impl State {
    fn is_bound(&self, capability: Capability) -> bool {
        self.capabilities.contains_key(&capability)
    }

    fn fake_input(&self) -> Option<&dyn ProtocolClient> {
        bound(&self.client, &self.capabilities, Capability::FakeInput)
    }

    /// Apply one protocol event; returns what observers should hear about
    fn apply(&mut self, event: ProtocolEvent) -> Vec<IntegrationEvent> {
        let mut notices = Vec::new();

        match event {
            ProtocolEvent::Connected(client) => {
                self.client = Some(client);
                notices.push(IntegrationEvent::Connected);
            }
            ProtocolEvent::ConnectFailed(reason) => {
                self.lose_connection(&reason);
                notices.push(IntegrationEvent::ConnectionFailed(reason));
            }
            ProtocolEvent::ConnectionDied(reason) => {
                self.lose_connection(&reason);
                notices.push(IntegrationEvent::ConnectionLost(reason));
            }
            ProtocolEvent::Global {
                interface,
                name,
                version,
            } => self.bind_global(interface, name, version, &mut notices),
            ProtocolEvent::GlobalRemoved { name } => self.remove_global(name, &mut notices),
            ProtocolEvent::InterfacesAnnounced => {
                self.registry_ready = true;
                info!(
                    screencast = self.is_bound(Capability::Screencast),
                    fake_input = self.is_bound(Capability::FakeInput),
                    "Registry initialized"
                );
                notices.push(IntegrationEvent::RegistryReady);
            }
            ProtocolEvent::OutputChanged(info) => {
                let name = info.name;
                if self.outputs.on_changed(info).is_some() {
                    notices.push(IntegrationEvent::OutputChanged(name));
                }
            }
            ProtocolEvent::StreamCreated { handle, node_id } => {
                self.on_stream_created(handle, node_id);
            }
            ProtocolEvent::StreamFailed { handle, error } => {
                self.capture.on_failed(handle, error);
            }
            ProtocolEvent::StreamClosed { handle } => {
                if let Some(node_id) = self.capture.on_closed(self.client.as_deref(), handle) {
                    if self.capture.is_empty() {
                        self.input.disable();
                    }
                    notices.push(IntegrationEvent::StreamClosed(node_id));
                }
            }
        }

        notices
    }

    fn bind_global(
        &mut self,
        interface: Interface,
        name: u32,
        version: u32,
        notices: &mut Vec<IntegrationEvent>,
    ) {
        let Some(client) = self.client.clone() else {
            warn!(interface = interface.name(), "Global announced without a connection");
            return;
        };

        let (capability, result) = match interface {
            Interface::Output => {
                match client.bind_output(name, version) {
                    Ok(()) => self.outputs.announce(name, version),
                    Err(e) => warn!(name, "Failed to bind output: {}", e),
                }
                return;
            }
            Interface::FakeInput => (
                Capability::FakeInput,
                client.bind_fake_input(name, version),
            ),
            Interface::Screencast => (
                Capability::Screencast,
                client.bind_screencast(name, version),
            ),
            Interface::WindowManagement => (
                Capability::WindowManagement,
                client.bind_window_management(name, version),
            ),
            Interface::Other(other) => {
                trace!(interface = %other, "Ignoring global");
                return;
            }
        };

        match result {
            Ok(()) => {
                debug!(%capability, name, version, "Bound capability");
                self.capabilities.insert(capability, name);
                if capability == Capability::WindowManagement {
                    notices.push(IntegrationEvent::WindowManagementReady);
                }
            }
            Err(e) => warn!(%capability, "Failed to bind capability: {}", e),
        }
    }

    fn remove_global(&mut self, name: u32, notices: &mut Vec<IntegrationEvent>) {
        if self.outputs.remove(name) {
            if let Some(client) = &self.client {
                client.release_output(name);
            }
            notices.push(IntegrationEvent::OutputRemoved(name));
            return;
        }

        let retracted: Vec<Capability> = self
            .capabilities
            .iter()
            .filter(|(_, global)| **global == name)
            .map(|(capability, _)| *capability)
            .collect();
        for capability in retracted {
            warn!(%capability, "Compositor retracted capability");
            self.capabilities.remove(&capability);
        }
    }

    fn on_stream_created(&mut self, handle: StreamHandle, node_id: u32) {
        let outcome = self
            .capture
            .on_created(self.client.as_deref(), handle, node_id);

        if let CreatedOutcome::Recorded(target) = outcome {
            self.input.enable();
            // Only output captures define where absolute motion lands
            if let CaptureTarget::Output(_) = target {
                if let Some(session) = self.capture.sessions().get(node_id) {
                    self.input
                        .set_streamed_position(session.metadata.screen_position);
                }
            }
        }
    }

    fn stop_all(&mut self) -> usize {
        let stopped = self.capture.stop_all(self.client.as_deref());
        self.input.disable();
        stopped
    }

    fn lose_connection(&mut self, reason: &str) {
        self.client = None;
        self.capabilities.clear();
        self.registry_ready = false;
        self.outputs.clear();
        self.capture.reset(reason);
        self.input.disable();
    }
}

/// Apply protocol events until the connection's event channel closes
async fn route(
    mut source: EventSource,
    state: Arc<Mutex<State>>,
    connection: Arc<Mutex<Option<ProtocolConnection>>>,
    events: broadcast::Sender<IntegrationEvent>,
) {
    while let Some(event) = source.recv().await {
        trace!(?event, "Protocol event");
        let finished = matches!(
            event,
            ProtocolEvent::ConnectFailed(_) | ProtocolEvent::ConnectionDied(_)
        );

        // A dead connection leaves its slot under the state lock, before
        // subscribers hear of it, so `init` from a subscriber starts afresh
        let (notices, dead) = {
            let mut state = state.lock();
            let dead = if finished { connection.lock().take() } else { None };
            (state.apply(event), dead)
        };
        for notice in notices {
            // No subscribers is fine
            let _ = events.send(notice);
        }

        if let Some(mut connection) = dead {
            if tokio::task::spawn_blocking(move || connection.teardown())
                .await
                .is_err()
            {
                warn!("Connection teardown task failed");
            }
        }
    }
    debug!("Protocol event channel closed");
}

→ **Work instruction**
In the records, which lines mention the word "info"? Copy those lines.

→ **Reply**
                info!(
            ProtocolEvent::OutputChanged(info) => {
                let name = info.name;
                if self.outputs.on_changed(info).is_some() {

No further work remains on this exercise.